START EXTRACTED DATA
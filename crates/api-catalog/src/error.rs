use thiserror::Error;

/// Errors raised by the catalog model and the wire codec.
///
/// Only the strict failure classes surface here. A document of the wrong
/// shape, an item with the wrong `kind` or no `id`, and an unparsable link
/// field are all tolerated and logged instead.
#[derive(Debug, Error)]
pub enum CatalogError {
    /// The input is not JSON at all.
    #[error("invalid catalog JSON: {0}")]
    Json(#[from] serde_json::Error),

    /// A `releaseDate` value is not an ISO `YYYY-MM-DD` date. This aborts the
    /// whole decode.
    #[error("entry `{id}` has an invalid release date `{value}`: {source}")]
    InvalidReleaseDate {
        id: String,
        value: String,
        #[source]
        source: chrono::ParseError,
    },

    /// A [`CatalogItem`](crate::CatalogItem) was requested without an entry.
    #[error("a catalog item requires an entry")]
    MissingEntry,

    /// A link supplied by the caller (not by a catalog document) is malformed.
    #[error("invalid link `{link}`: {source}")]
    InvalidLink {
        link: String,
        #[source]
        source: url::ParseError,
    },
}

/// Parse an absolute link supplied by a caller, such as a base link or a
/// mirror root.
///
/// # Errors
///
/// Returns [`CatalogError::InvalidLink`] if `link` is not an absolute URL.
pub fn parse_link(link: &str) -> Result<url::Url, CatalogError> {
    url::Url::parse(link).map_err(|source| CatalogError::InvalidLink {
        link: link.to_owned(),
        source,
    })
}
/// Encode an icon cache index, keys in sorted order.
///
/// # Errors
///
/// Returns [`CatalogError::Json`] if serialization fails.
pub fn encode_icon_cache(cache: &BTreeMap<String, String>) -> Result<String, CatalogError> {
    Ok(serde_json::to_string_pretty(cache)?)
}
END EXTRACTED DATA
START EXTRACTED DATA
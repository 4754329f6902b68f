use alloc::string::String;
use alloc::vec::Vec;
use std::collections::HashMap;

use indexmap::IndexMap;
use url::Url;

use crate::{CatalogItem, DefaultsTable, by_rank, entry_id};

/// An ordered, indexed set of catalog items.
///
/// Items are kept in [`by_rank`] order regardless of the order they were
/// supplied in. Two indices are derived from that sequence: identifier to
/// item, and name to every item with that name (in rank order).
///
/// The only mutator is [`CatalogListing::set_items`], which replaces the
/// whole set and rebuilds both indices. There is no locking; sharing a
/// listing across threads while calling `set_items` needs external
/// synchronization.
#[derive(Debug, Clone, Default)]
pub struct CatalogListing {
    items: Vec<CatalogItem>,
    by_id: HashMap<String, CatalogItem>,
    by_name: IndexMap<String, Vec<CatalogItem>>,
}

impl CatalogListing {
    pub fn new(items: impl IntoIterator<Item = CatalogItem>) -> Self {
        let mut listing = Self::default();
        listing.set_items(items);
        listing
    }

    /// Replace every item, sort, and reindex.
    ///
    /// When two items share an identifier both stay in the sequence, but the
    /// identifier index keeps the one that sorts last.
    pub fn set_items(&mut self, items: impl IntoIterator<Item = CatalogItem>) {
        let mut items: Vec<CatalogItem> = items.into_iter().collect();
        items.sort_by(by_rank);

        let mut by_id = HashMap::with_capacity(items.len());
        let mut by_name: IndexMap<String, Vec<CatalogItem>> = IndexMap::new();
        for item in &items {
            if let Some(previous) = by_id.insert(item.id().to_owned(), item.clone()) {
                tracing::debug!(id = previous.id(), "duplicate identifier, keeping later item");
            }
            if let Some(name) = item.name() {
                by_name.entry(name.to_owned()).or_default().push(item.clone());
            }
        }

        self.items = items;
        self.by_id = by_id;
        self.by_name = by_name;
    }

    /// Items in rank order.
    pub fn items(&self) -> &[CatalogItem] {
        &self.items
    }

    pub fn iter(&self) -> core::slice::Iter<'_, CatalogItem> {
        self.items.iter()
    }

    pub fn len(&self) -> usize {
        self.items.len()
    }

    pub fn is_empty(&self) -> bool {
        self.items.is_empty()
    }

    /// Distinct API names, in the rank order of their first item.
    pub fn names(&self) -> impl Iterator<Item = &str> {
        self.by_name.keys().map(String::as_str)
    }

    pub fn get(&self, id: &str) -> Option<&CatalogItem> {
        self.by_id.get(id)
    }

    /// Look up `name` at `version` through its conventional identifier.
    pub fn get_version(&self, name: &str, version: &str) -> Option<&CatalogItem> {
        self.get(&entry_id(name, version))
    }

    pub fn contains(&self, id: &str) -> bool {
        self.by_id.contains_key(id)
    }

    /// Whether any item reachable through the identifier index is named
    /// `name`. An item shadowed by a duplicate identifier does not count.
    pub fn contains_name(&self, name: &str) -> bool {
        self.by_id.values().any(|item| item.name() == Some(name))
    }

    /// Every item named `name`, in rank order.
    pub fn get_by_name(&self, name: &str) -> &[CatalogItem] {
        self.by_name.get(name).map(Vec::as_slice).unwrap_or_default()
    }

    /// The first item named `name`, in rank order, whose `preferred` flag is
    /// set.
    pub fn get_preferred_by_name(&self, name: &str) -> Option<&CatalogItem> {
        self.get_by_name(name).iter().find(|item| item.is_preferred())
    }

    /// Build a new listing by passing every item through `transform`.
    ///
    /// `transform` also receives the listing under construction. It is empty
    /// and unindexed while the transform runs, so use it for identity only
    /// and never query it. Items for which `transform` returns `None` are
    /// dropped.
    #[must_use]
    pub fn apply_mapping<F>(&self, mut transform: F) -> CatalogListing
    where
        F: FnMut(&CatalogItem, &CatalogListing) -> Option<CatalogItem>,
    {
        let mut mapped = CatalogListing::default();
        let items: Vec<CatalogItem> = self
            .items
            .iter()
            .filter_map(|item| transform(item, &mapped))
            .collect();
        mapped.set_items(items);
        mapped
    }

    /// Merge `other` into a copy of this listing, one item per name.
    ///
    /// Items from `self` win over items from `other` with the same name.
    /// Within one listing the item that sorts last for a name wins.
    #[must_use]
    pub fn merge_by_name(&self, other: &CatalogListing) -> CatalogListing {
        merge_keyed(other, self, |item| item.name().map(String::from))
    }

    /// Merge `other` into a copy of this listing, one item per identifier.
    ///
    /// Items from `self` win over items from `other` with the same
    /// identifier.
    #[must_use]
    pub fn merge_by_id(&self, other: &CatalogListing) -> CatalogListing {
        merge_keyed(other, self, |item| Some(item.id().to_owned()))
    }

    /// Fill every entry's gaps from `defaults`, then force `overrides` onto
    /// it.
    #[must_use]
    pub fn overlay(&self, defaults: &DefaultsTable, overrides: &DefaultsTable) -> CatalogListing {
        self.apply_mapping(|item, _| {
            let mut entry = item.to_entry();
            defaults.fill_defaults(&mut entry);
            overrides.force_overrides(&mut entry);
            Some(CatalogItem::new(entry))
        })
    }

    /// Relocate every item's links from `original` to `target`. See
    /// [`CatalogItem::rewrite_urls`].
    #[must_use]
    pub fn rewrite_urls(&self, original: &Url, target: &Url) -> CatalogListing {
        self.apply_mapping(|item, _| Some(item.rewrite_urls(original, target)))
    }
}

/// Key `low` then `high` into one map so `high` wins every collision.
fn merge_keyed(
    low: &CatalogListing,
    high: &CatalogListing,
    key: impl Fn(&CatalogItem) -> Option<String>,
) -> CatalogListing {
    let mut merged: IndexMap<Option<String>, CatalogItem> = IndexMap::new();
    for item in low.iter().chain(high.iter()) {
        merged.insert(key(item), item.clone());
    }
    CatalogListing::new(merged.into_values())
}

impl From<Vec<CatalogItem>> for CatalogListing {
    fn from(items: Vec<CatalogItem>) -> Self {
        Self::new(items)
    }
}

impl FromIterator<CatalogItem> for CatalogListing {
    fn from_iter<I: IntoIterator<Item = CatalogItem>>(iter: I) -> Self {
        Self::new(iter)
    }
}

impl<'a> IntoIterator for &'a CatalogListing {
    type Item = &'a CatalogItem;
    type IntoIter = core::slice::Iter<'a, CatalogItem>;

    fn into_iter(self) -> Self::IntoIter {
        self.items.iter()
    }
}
END EXTRACTED DATA
WORK TO BE COMPLETED ▸ This exercise requires the lines of the entries containing the string "cache".

RESPONSE AREA ▸
/// Encode an icon cache index, keys in sorted order.
pub fn encode_icon_cache(cache: &BTreeMap<String, String>) -> Result<String, CatalogError> {
    Ok(serde_json::to_string_pretty(cache)?)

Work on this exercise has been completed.